Os trabalhadores precários da administração pública abrangidos pelo Código do Trabalho, entre os quais os das empresas públicas, vão ter a sua situação regularizada até 31 de maio de 2018, segundo uma proposta de alteração do PCP aprovada no Parlamento.

O procedimento de regularização dos vínculos precários nas entidades abrangidas pelo Código do Trabalho termina em 31 de maio de 2018”, estabelece a proposta de alteração do PCP aprovada pelo PS e Bloco de Esquerda (BE).

O programa de regularização extraordinária dos precários do Estado (PREVPAP) esteve de manhã a ser discutido no grupo de trabalho da comissão parlamentar da especialidade, que votou alguns pontos do diploma. Os restantes artigos serão votados na quarta-feira.

A alteração proposta pelo PCP e agora aprovada irá assim abranger trabalhadores no Estado cujo contrato segue as regras do Código do Trabalho, como é o caso da maioria dos funcionários que estão no Setor Empresarial do Estado.

O processo de regularização para os precários ao abrigo do Código do Trabalho deverá ser mais simples do que o dos restantes funcionários públicos, uma vez que, para a integração nos quadros do Estado dos trabalhadores em funções públicas, terá de haver abertura de concurso de recrutamento.

Neste último caso, para os trabalhadores em funções públicas (não abrangidos pelo Código do Trabalho), os concursos de recrutamento deverão ser abertos até 31 de maio, segundo proposta de lei do PREVPAP, mas a conclusão do procedimento poderá prolongar-se. No entanto, este ponto não foi votado hoje.

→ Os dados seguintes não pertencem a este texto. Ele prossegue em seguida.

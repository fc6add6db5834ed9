// ABOUTME: Data models for notehub-client
// ABOUTME: Note, Tag, NoteList, and request payloads in the API's camelCase wire format

use chrono::{DateTime, Utc};
use serde::{Deserialize, Deserializer, Serialize};
use std::fmt;
use std::str::FromStr;

/// Fixed number of notes per list page
pub const PER_PAGE: u32 = 12;

/// Category attached to every note
#[derive(Debug, Clone, Copy, PartialEq, Eq, Hash, Default, Serialize, Deserialize)]
pub enum Tag {
    #[default]
    Todo,
    Work,
    Personal,
    Meeting,
    Shopping,
}

impl Tag {
    pub const ALL: [Tag; 5] = [
        Tag::Todo,
        Tag::Work,
        Tag::Personal,
        Tag::Meeting,
        Tag::Shopping,
    ];

    pub fn as_str(self) -> &'static str {
        match self {
            Tag::Todo => "Todo",
            Tag::Work => "Work",
            Tag::Personal => "Personal",
            Tag::Meeting => "Meeting",
            Tag::Shopping => "Shopping",
        }
    }

    fn position(self) -> usize {
        Self::ALL.iter().position(|t| *t == self).unwrap_or(0)
    }

    /// Next tag in declaration order, wrapping around
    pub fn next(self) -> Tag {
        Self::ALL[(self.position() + 1) % Self::ALL.len()]
    }

    /// Previous tag in declaration order, wrapping around
    pub fn prev(self) -> Tag {
        Self::ALL[(self.position() + Self::ALL.len() - 1) % Self::ALL.len()]
    }
}

impl fmt::Display for Tag {
    fn fmt(&self, f: &mut fmt::Formatter<'_>) -> fmt::Result {
        f.write_str(self.as_str())
    }
}

#[derive(Debug, Clone, PartialEq, Eq, thiserror::Error)]
#[error("unknown tag {0:?}")]
pub struct ParseTagError(pub String);

impl FromStr for Tag {
    type Err = ParseTagError;

    fn from_str(s: &str) -> Result<Self, Self::Err> {
        Self::ALL
            .into_iter()
            .find(|t| t.as_str() == s)
            .ok_or_else(|| ParseTagError(s.to_string()))
    }
}

/// A note as stored by the service
#[derive(Debug, Clone, PartialEq, Serialize, Deserialize)]
#[serde(rename_all = "camelCase")]
pub struct Note {
    #[serde(deserialize_with = "id_from_string_or_number")]
    pub id: String,
    pub title: String,
    #[serde(default)]
    pub content: String,
    pub tag: Tag,
    pub created_at: DateTime<Utc>,
    pub updated_at: DateTime<Utc>,
}

fn id_from_string_or_number<'de, D>(deserializer: D) -> Result<String, D::Error>
where
    D: Deserializer<'de>,
{
    #[derive(Deserialize)]
    #[serde(untagged)]
    enum RawId {
        Text(String),
        Number(u64),
    }

    Ok(match RawId::deserialize(deserializer)? {
        RawId::Text(s) => s,
        RawId::Number(n) => n.to_string(),
    })
}

/// Payload for creating a note
#[derive(Debug, Clone, PartialEq, Eq, Serialize, Deserialize)]
pub struct NewNote {
    pub title: String,
    pub content: String,
    pub tag: Tag,
}

/// One page of notes
#[derive(Debug, Clone, PartialEq, Serialize, Deserialize)]
#[serde(rename_all = "camelCase")]
pub struct NoteList {
    pub notes: Vec<Note>,
    pub total_pages: u32,
}

/// Query string for GET /notes
#[derive(Debug, Clone, PartialEq, Eq, Hash, Serialize)]
#[serde(rename_all = "camelCase")]
pub struct ListParams {
    pub page: u32,
    pub per_page: u32,
    pub search: String,
}

impl ListParams {
    pub fn new(page: u32, search: impl Into<String>) -> Self {
        Self {
            page: page.max(1),
            per_page: PER_PAGE,
            search: search.into(),
        }
    }
}
// ABOUTME: List command implementation.
// ABOUTME: Prints one page of notes, optionally filtered by a search term.

use std::io::Write;

use anyhow::{Context, Result};
use notehub_client::{ListParams, NotesApi};

use super::note_line;

pub async fn run(
    api: &dyn NotesApi,
    page: u32,
    search: &str,
    json: bool,
    out: &mut impl Write,
) -> Result<()> {
    let params = ListParams::new(page, search.trim());
    let list = api
        .list_notes(&params)
        .await
        .context("Failed to fetch notes")?;

    if json {
        serde_json::to_writer_pretty(&mut *out, &list)?;
        writeln!(out)?;
        return Ok(());
    }

    if list.notes.is_empty() {
        if params.search.is_empty() {
            writeln!(out, "No notes.")?;
        } else {
            writeln!(out, "No notes match \"{}\".", params.search)?;
        }
        return Ok(());
    }

    for note in &list.notes {
        writeln!(out, "{}", note_line(note))?;
    }
    writeln!(out, "\nPage {} of {}", params.page, list.total_pages.max(1))?;
    Ok(())
}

Os deputados do PS, BE e PCP aprovaram ainda uma proposta de alteração do PCP que clarifica que o tempo de exercício de funções “releva para efeitos de carreira contributiva, na medida dos descontos efetuados”.

Foi também aprovada uma alteração ao diploma do Governo para que os trabalhadores dos organismos independentes da Assembleia da República sejam abrangidos pelo PREVPAP.

Governo vai ter de explicar "chumbos"

O Governo terá de publicar na página da internet do programa dos precários do Estado, o número de requerimentos apresentados pelos trabalhadores que foram chumbados e quais os fundamentos apresentados, de acordo com uma proposta aprovada esta terça-feira.

O programa de regularização extraordinária dos precários do Estado (PREVPAP) esteve de manhã a ser discutido no grupo de trabalho da comissão parlamentar da especialidade. Foi aprovada uma proposta do Bloco de Esquerda (BE), com os votos favoráveis do PS e do PCP, que obriga o Governo a publicar informação sobre o programa dos precários na página da internet do PREVPAP (www.prevpap.gov.pt) após a entrada em vigor do diploma.

De acordo com a proposta, no final da atividade das comissões de avaliação bipartidas, que analisam os requerimentos dos precários, o Governo deverá publicar informação sobre o “número de requerimentos admitidos e não admitidos, com indicação dos fundamentos mais frequentes de não admissão”.

Terá igualmente de publicar informação sobre o “número de situações apreciadas cujos pareceres homologados pelos ministros competentes são favoráveis ou desfavoráveis à regularização, com indicação dos fundamentos mais frequentes dos pareceres desfavoráveis”.

A proposta do BE dá um prazo de dez dias após a entrada em vigor do diploma para que sejam igualmente publicados dados sobre o número de requerimentos entregues por via eletrónica e em papel, o número de contratos emprego inserção (CEI) e o número de situações precárias comunicadas pelos dirigentes.

Segundo disse no Parlamento, em meados de setembro, a secretária de Estado do Emprego Público, Fátima Fonseca, mais de 30 mil precários entregaram requerimentos com vista à regularização da sua situação.